Practice Relating to Rule 100. Fair Trial Guarantees
Section E. Necessary rights and means of defence
The Military Manual (1993) of the Netherlands provides, with regard to non-international armed conflicts, that a suspect “must be given the necessary rights and means of defence”.
The Military Manual (2005) of the Netherlands states: “A prisoner of war may not … renounce the right of defence by authorized counsel if he is subject to criminal prosecution.”
In its chapter on the protection of prisoners of war, the manual states: “A prisoner of war may not be convicted without having had an opportunity to present his defence … The prisoner of war is entitled to defence by an authorized counsel of his own choice, and to the calling of witnesses”.
In its chapter on the protection of the civilian population, the manual states: “The occupying power may institute courts martial in the occupied territory. No judgment may be delivered without prior, due process in which the accused is entitled to the assistance of legal counsel.”
In its judgment in the Hesammudin case in 2005, the Hague District Court of the Netherlands stated:
The right to fair trial, as laid down in Article 6 ECHR [1950 European Convention on Human Rights], implies that in criminal cases each party is given reasonable opportunity to state its view without falling substantially behind. Both parties must be given the possibility to bring forward items of evidence to support their own point of view and they must be able to learn about and to take a position concerning everything presented as items of evidence, in order to be able to influence the judgment of the Court.

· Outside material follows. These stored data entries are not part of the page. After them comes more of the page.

use crate::convo::CallId;
use crate::model::ModelError;
use thiserror::Error;

/// Request-fatal errors.
///
/// Per-tool-call failures are not represented here; they are folded into
/// [`crate::ToolResult`] values the model itself gets to see.
#[derive(Debug, Error)]
pub enum Error {
    #[error("malformed request: {0}")]
    InvalidRequest(String),

    /// A tool-result message references a call id the immediately
    /// preceding assistant turn never emitted.
    #[error("orphaned tool result for call id '{0}'")]
    OrphanToolResult(CallId),

    #[error(transparent)]
    Model(#[from] ModelError),

    /// The model kept requesting tools past the configured round limit.
    #[error("tool round limit of {limit} exceeded")]
    RoundLimitExceeded { limit: u32 },

    /// The client went away before the request reached a terminal state.
    #[error("client disconnected")]
    Canceled,
}

pub type Result<T> = std::result::Result<T, Error>;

In its judgment in the Van Anraat case in 2005, the Hague District Court of the Netherlands stated:
In general, with respect to the “equality of arms” principle the court has the following considerations. The equality between prosecution and defense basically has a procedural character and implies that counsel for the defense should not find itself in an unreasonably unequal position as opposed to the prosecuting authorities. Equality of arms is also protected in international administration of criminal justice (ICTY, Tadic, case number IT-94-1-A, sentence of appeal proceedings, 15 July 1999, paragraph 52). Just like the Tadic case, the court recognizes the problems facing the defense in criminal cases of such complexity and international magnitude. However it should be considered that in comparison with Dutch criminal procedures, international criminal procedures are of a totally different nature.
Just like the legal practice of common law, international criminal lawsuits focus on the collection of evidence by the suit litigants, largely or exclusively in support of their own point of view. The fact that in Dutch criminal proceedings the litigants really occupy different positions in respect of each other and that this positioning by the prosecution as well as by the judicial authorities should lead to the gathering of evidence, also taking into consideration the interest of the defense, undeniably has its consequences for the contents and the meaning of the “equality of arms” principle. In as far as the defense asserts that the efforts of the prosecuting and judicial authorities have not met their own investigation requirements, the Code of Criminal Procedure allows for sufficient possibilities for additional inquiries (see Article 36a C.C.P.). Moreover the court has demonstrated the willingness, also from a practical point of view, to satisfy reasonable requests made by the defense, like the assignment of more than one lawyer and the allowance of an amount of money to the defense lawyers in order to seek specialist advice.
During the court hearing counsel pleaded a violation of the equality of arms principle, because the defense allegedly has not been able to access certain sources or source collections in the same way as the public prosecution service. The defense has not been able to exert an influence on the selection of documents obtained from Human Rights Watch and the United Nations and therefore counsel has not been able to establish whether disculpatory sources were excluded from the case file.
The court refuses this plea, arguing that is has not become evident that those documents could be of any interest to the decision to be taken by the court.
Finally the defense pleaded a violation of the equality of arms principle, because counsel was allegedly not able to carry out its own investigations abroad, including countries in the Middle East, because the defense counsel assists the accused on an assignment basis and consequently does not have sufficient financial means to order/carry out such an inquiry. Furthermore the defense asserts that it has not been able to carry out its own fact finding nor any investigation into the finding of possible disculpatory witnesses.
The court cannot see why the defense should not have been able to carry out independent investigations. After all the defense itself can make trips to that end and can also request the examining magistrate and the public prosecutor to institute a similar inquiry. Moreover the defense had the opportunity to hire its own expert. For lack of funds, the defense could have applied for an advance payment pursuant to the Tariffs in Criminal Proceedings Act. Furthermore the defense was provided with an advance payment to find its own expertise.